One of the most challenging aspects for me as head of a Montessori school-a head with no previous Montessori experience-is grasping the understanding of what it means to be a Montessori school. Beyond the Montessori gospel (mixed-age groups, the teacher as facilitator, the prepared environment, and the freedom of the child to make choices), there are nuances. Depending on location (urban, suburban, or rural), philosophical structure (AMI, AMS, or "homegrown"), and financial setup (for-profit or not-for-profit), schools can vary considerably in their approaches to Montessori education.

On more than a few occasions, teachers have gently but repeatedly reminded me, "That's not Montessori." I believe heads need those reminders, especially if they have spent the majority of their careers in more traditional academic settings. Sensitivity to the subtleties of what Montessori teaches and the nuances of a school's individual culture is critical to a new head's integration into the Montessori method and philosophy. Part of this sensitivity is nurtured through daily work, reading, observations, conferences, professional development, working closely with division heads, and, most importantly, working hard on perspective and empathy. In a chapel talk delivered at a Country Day School Headmasters Association gathering in June 2003, Bodie Brizendine, head of Marin Academy, described how the 19th-century philosopher and author George Eliot categorized knowledge into three distinct levels. The lowest level of knowledge, opinion, is readily available, and the next level, fact, is only slightly harder to come by; but the third and highest level of knowledge is empathy, and it is the most difficult to obtain. This empathy is particularly important in running a Montessori school.

Out of curiosity, I asked teachers in my school-specifically, veteran teachers with Montessori credentials-how they felt when the search committee was considering hiring a head of school with no previous Montessori experience. It was interesting to hear that several teachers agreed on a number of issues, which indicated that previous Montessori experience was not a vital requirement for the position:

* They were concerned that the new head with Montessori training might begin the job with definite ideas on how "her/his" Montessori school should be run, and possibly alter established teaching styles, techniques, and practices. Would the new head's approach be more rigid? Would it be too loose?
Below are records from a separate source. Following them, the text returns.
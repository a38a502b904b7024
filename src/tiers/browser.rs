//! Scripted browser tier
//!
//! Renders the post in a per-call headless browser and runs the same
//! selector policy against the live DOM.

use super::live::{scan_session, LiveDocument, LiveImage, LiveSession};
use super::ContentTier;
use crate::browser::{BrowserConfig, BrowserSession, NavigationOptions, PageNavigator};
use crate::config::ExtractorConfig;
use crate::error::Result;
use crate::extraction::{PostContent, RedirectResolver};
use chromiumoxide::Page;
use tracing::instrument;

/// Headless browser fetch plus live-DOM location
#[derive(Clone)]
pub struct BrowserTier {
    browser_config: BrowserConfig,
    navigation: NavigationOptions,
    short_link_hosts: Vec<String>,
    resolver: RedirectResolver,
}

impl BrowserTier {
    /// Create the tier; `resolver` is shared with the fetch tier
    pub fn new(config: &ExtractorConfig, resolver: RedirectResolver) -> Self {
        Self {
            browser_config: BrowserConfig::from(config),
            navigation: NavigationOptions::from(config),
            short_link_hosts: config.short_link_hosts.clone(),
            resolver,
        }
    }

    /// Launch configuration used for each session
    pub fn browser_config(&self) -> &BrowserConfig {
        &self.browser_config
    }

    /// Navigation options used for each page
    pub fn navigation(&self) -> &NavigationOptions {
        &self.navigation
    }
}

impl ContentTier for BrowserTier {
    fn name(&self) -> &'static str {
        "browser"
    }

    #[instrument(skip(self), fields(tier = "browser"))]
    async fn fetch(&self, url: &str) -> Result<PostContent> {
        let session = BrowserSession::launch(self.browser_config.clone()).await?;
        let located =
            scan_session(session, url, &self.navigation, &self.short_link_hosts).await?;

        Ok(located.resolve(&self.resolver).await)
    }
}

impl LiveSession for BrowserSession {
    type Document = Page;

    async fn open(&self, url: &str, navigation: &NavigationOptions) -> Result<Page> {
        let page = self.new_page().await?;
        PageNavigator::goto(&page, url, navigation).await?;
        Ok(page)
    }

    async fn close(self) -> Result<()> {
        BrowserSession::close(self).await
    }
}

impl LiveDocument for Page {
    async fn texts(&self, selector: &str) -> Result<Vec<String>> {
        let mut texts = Vec::new();
        for element in self.find_elements(selector).await? {
            if let Ok(Some(text)) = element.inner_text().await {
                texts.push(text);
            }
        }
        Ok(texts)
    }

    async fn hrefs(&self, selector: &str) -> Result<Vec<String>> {
        let mut hrefs = Vec::new();
        for anchor in self.find_elements(selector).await? {
            if let Ok(Some(href)) = anchor.attribute("href").await {
                hrefs.push(href);
            }
        }
        Ok(hrefs)
    }

    async fn images(&self, selector: &str) -> Result<Vec<LiveImage>> {
        let mut images = Vec::new();
        for img in self.find_elements(selector).await? {
            let Ok(Some(src)) = img.attribute("src").await else {
                continue;
            };
            images.push(LiveImage {
                src,
                width: img.attribute("width").await.ok().flatten(),
                height: img.attribute("height").await.ok().flatten(),
            });
        }
        Ok(images)
    }
}
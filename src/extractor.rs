//! Extraction orchestrator
//!
//! Validates the URL, runs the fetch tier, falls back to the browser tier
//! only when the first yields no text, then applies the image policy.
//! Domain failures are encoded in [`ExtractionResult`]; `extract` never
//! returns an error.

use crate::classify::is_valid_post_url;
use crate::config::ExtractorConfig;
use crate::error::{ExtractionError, Result};
use crate::extraction::{choose_image, PostContent};
use crate::tiers::{BrowserTier, ContentTier, HttpTier};
use serde::{Deserialize, Serialize};
use std::future::Future;
use tracing::{info, instrument, warn};
use uuid::Uuid;

/// A single extraction request
#[derive(Debug, Clone, PartialEq, Eq, Serialize, Deserialize)]
pub struct ExtractionRequest {
    /// Post URL
    pub url: String,
}

/// Outcome of one extraction.
///
/// `success` is true exactly when `text` is present and non-empty; `error`
/// is present exactly when `success` is false.
#[derive(Debug, Clone, PartialEq, Eq, Serialize, Deserialize)]
pub struct ExtractionResult {
    /// The requested URL, echoed
    pub url: String,
    /// Post text
    pub text: Option<String>,
    /// Resolved outbound link
    pub link: Option<String>,
    /// Representative image
    #[serde(rename = "link_img", alias = "linkImage")]
    pub link_image: Option<String>,
    /// Failure description
    #[serde(default, skip_serializing_if = "Option::is_none")]
    pub error: Option<String>,
    /// Whether text was extracted
    pub success: bool,
}

impl ExtractionResult {
    /// Successful result; the image policy is applied to `content`
    pub fn success(url: impl Into<String>, content: PostContent) -> Self {
        let link_image = choose_image(content.link.as_deref(), content.image.as_deref());
        Self {
            url: url.into(),
            text: content.text,
            link: content.link,
            link_image,
            error: None,
            success: true,
        }
    }

    /// Failed result with all content fields absent
    pub fn failure(url: impl Into<String>, error: ExtractionError) -> Self {
        Self {
            url: url.into(),
            text: None,
            link: None,
            link_image: None,
            error: Some(error.to_string()),
            success: false,
        }
    }
}

/// Anything that can turn a post URL into an [`ExtractionResult`]
pub trait PostExtraction: Send + Sync {
    /// Extract one post; never fails
    fn extract(&self, url: &str) -> impl Future<Output = ExtractionResult> + Send;
}

/// Two-tier post extractor
pub struct PostExtractor<S = HttpTier, B = BrowserTier> {
    static_tier: S,
    browser_tier: B,
}

impl PostExtractor {
    /// Build the default HTTP and browser tiers from `config`.
    ///
    /// Both tiers share one pooled client for redirect resolution.
    pub fn new(config: &ExtractorConfig) -> Result<Self> {
        let http = HttpTier::new(config)?;
        let browser = BrowserTier::new(config, http.resolver().clone());
        Ok(Self::with_tiers(http, browser))
    }
}

impl<S: ContentTier, B: ContentTier> PostExtractor<S, B> {
    /// Assemble an extractor from explicit tiers
    pub fn with_tiers(static_tier: S, browser_tier: B) -> Self {
        Self {
            static_tier,
            browser_tier,
        }
    }

    /// Extract text, link and image from a post URL
    #[instrument(skip(self), fields(request_id = %Uuid::new_v4()))]
    pub async fn extract(&self, url: &str) -> ExtractionResult {
        if !is_valid_post_url(url) {
            warn!("Rejected URL");
            return ExtractionResult::failure(url, ExtractionError::InvalidUrl);
        }

        info!("Extracting text, links, and images");

        if let Some(content) = run_tier(&self.static_tier, url).await {
            return ExtractionResult::success(url, content);
        }

        info!("Falling back to {} tier", self.browser_tier.name());
        if let Some(content) = run_tier(&self.browser_tier, url).await {
            return ExtractionResult::success(url, content);
        }

        ExtractionResult::failure(url, ExtractionError::NoContent)
    }
}

impl<S: ContentTier, B: ContentTier> PostExtraction for PostExtractor<S, B> {
    async fn extract(&self, url: &str) -> ExtractionResult {
        Self::extract(self, url).await
    }
}

/// Run one tier, folding errors and empty text into `None`
async fn run_tier<T: ContentTier>(tier: &T, url: &str) -> Option<PostContent> {
    match tier.fetch(url).await {
        Ok(content) if content.has_text() => {
            info!("Extracted content using {} tier", tier.name());
            Some(content)
        }
        Ok(_) => {
            info!("{} tier found no text", tier.name());
            None
        }
        Err(e) => {
            warn!("{} tier failed: {}", tier.name(), e);
            None
        }
    }
}

#[cfg(test)]
mod tests {
    use super::*;
    use crate::error::Error;
    use pretty_assertions::assert_eq;
    use serde_json::json;
    use std::sync::atomic::{AtomicUsize, Ordering};
    use std::sync::Arc;

    const POST: &str = "https://www.linkedin.com/posts/jane-doe_activity-123-abcd";

    #[derive(Clone)]
    struct StubTier {
        name: &'static str,
        outcome: std::result::Result<PostContent, String>,
        calls: Arc<AtomicUsize>,
    }

    impl StubTier {
        fn returning(name: &'static str, content: PostContent) -> Self {
            Self {
                name,
                outcome: Ok(content),
                calls: Arc::new(AtomicUsize::new(0)),
            }
        }

        fn failing(name: &'static str) -> Self {
            Self {
                name,
                outcome: Err("connection reset".to_string()),
                calls: Arc::new(AtomicUsize::new(0)),
            }
        }

        fn calls(&self) -> usize {
            self.calls.load(Ordering::SeqCst)
        }
    }

    impl ContentTier for StubTier {
        fn name(&self) -> &'static str {
            self.name
        }

        async fn fetch(&self, _url: &str) -> Result<PostContent> {
            self.calls.fetch_add(1, Ordering::SeqCst);
            self.outcome.clone().map_err(Error::generic)
        }
    }

    fn with_text(text: &str) -> PostContent {
        PostContent {
            text: Some(text.to_string()),
            ..Default::default()
        }
    }

    #[tokio::test]
    async fn test_invalid_url_short_circuits() {
        let fetch = StubTier::returning("http", with_text("never used"));
        let browser = StubTier::returning("browser", with_text("never used"));
        let extractor = PostExtractor::with_tiers(fetch.clone(), browser.clone());

        let result = extractor.extract("https://invalid-url.com").await;

        assert_eq!(
            result,
            ExtractionResult {
                url: "https://invalid-url.com".to_string(),
                text: None,
                link: None,
                link_image: None,
                error: Some("Invalid LinkedIn post URL".to_string()),
                success: false,
            }
        );
        assert_eq!(fetch.calls(), 0);
        assert_eq!(browser.calls(), 0);
    }

    #[tokio::test]
    async fn test_browser_skipped_when_fetch_has_text() {
        let fetch = StubTier::returning("http", with_text("Static markup had the post"));
        let browser = StubTier::returning("browser", with_text("unused"));
        let extractor = PostExtractor::with_tiers(fetch.clone(), browser.clone());

        let result = extractor.extract(POST).await;

        assert!(result.success);
        assert_eq!(result.text.as_deref(), Some("Static markup had the post"));
        assert_eq!(fetch.calls(), 1);
        assert_eq!(browser.calls(), 0);
    }

    #[tokio::test]
    async fn test_browser_runs_once_when_fetch_has_no_text() {
        let fetch = StubTier::returning("http", PostContent::default());
        let browser = StubTier::returning(
            "browser",
            PostContent {
                text: Some("Rendered client side".to_string()),
                link: Some("https://youtu.be/abc12345678".to_string()),
                image: Some("https://media.licdn.com/feedshare/x.jpg".to_string()),
            },
        );
        let extractor = PostExtractor::with_tiers(fetch.clone(), browser.clone());

        let result = extractor.extract(POST).await;

        assert!(result.success);
        assert_eq!(browser.calls(), 1);
        assert_eq!(
            result.link_image.as_deref(),
            Some("https://img.youtube.com/vi/abc12345678/maxresdefault.jpg")
        );
        assert_eq!(result.error, None);
    }

    #[tokio::test]
    async fn test_tier_errors_fall_through_to_no_content() {
        let fetch = StubTier::failing("http");
        let browser = StubTier::failing("browser");
        let extractor = PostExtractor::with_tiers(fetch.clone(), browser.clone());

        let result = extractor.extract(POST).await;

        assert!(!result.success);
        assert_eq!(result.text, None);
        assert_eq!(
            result.error.as_deref(),
            Some("Could not extract text from post. Post may be private or unavailable.")
        );
        assert_eq!(fetch.calls(), 1);
        assert_eq!(browser.calls(), 1);
    }

    #[tokio::test]
    async fn test_whitespace_text_is_not_success() {
        let fetch = StubTier::returning("http", with_text("   "));
        let browser = StubTier::returning("browser", PostContent::default());
        let extractor = PostExtractor::with_tiers(fetch, browser.clone());

        let result = extractor.extract(POST).await;
        assert!(!result.success);
        assert_eq!(browser.calls(), 1);
    }

    #[test]
    fn test_wire_format() {
        let ok = ExtractionResult::success(
            POST,
            PostContent {
                text: Some("Body text here".to_string()),
                link: None,
                image: Some("https://media.licdn.com/dms/image/profile-displayphoto/x.jpg".to_string()),
            },
        );
        assert_eq!(
            serde_json::to_value(&ok).unwrap(),
            json!({
                "url": POST,
                "text": "Body text here",
                "link": null,
                "link_img": null,
                "success": true
            })
        );

        let failed = ExtractionResult::failure(POST, ExtractionError::NoContent);
        let value = serde_json::to_value(&failed).unwrap();
        assert_eq!(value["success"], json!(false));
        assert!(value["error"].is_string());
    }

    #[test]
    fn test_accepts_camel_case_image_key() {
        let parsed: ExtractionResult = serde_json::from_value(json!({
            "url": POST,
            "text": "t",
            "link": null,
            "linkImage": "https://img.example/x.jpg",
            "success": true
        }))
        .unwrap();
        assert_eq!(parsed.link_image.as_deref(), Some("https://img.example/x.jpg"));
    }
}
From the teachers' point of view, a new head with no Montessori experience would be a better risk.

* They felt it would be critical to have a head-with or without Montessori experience-who had strong educational leadership skills to connect programs, divisions, and school constituencies (parents, teachers, and trustees).

* Regardless of Montessori experience and credentials, teachers felt it was important to have a new head who was ethical-one who would treat all faculty and staff fairly. …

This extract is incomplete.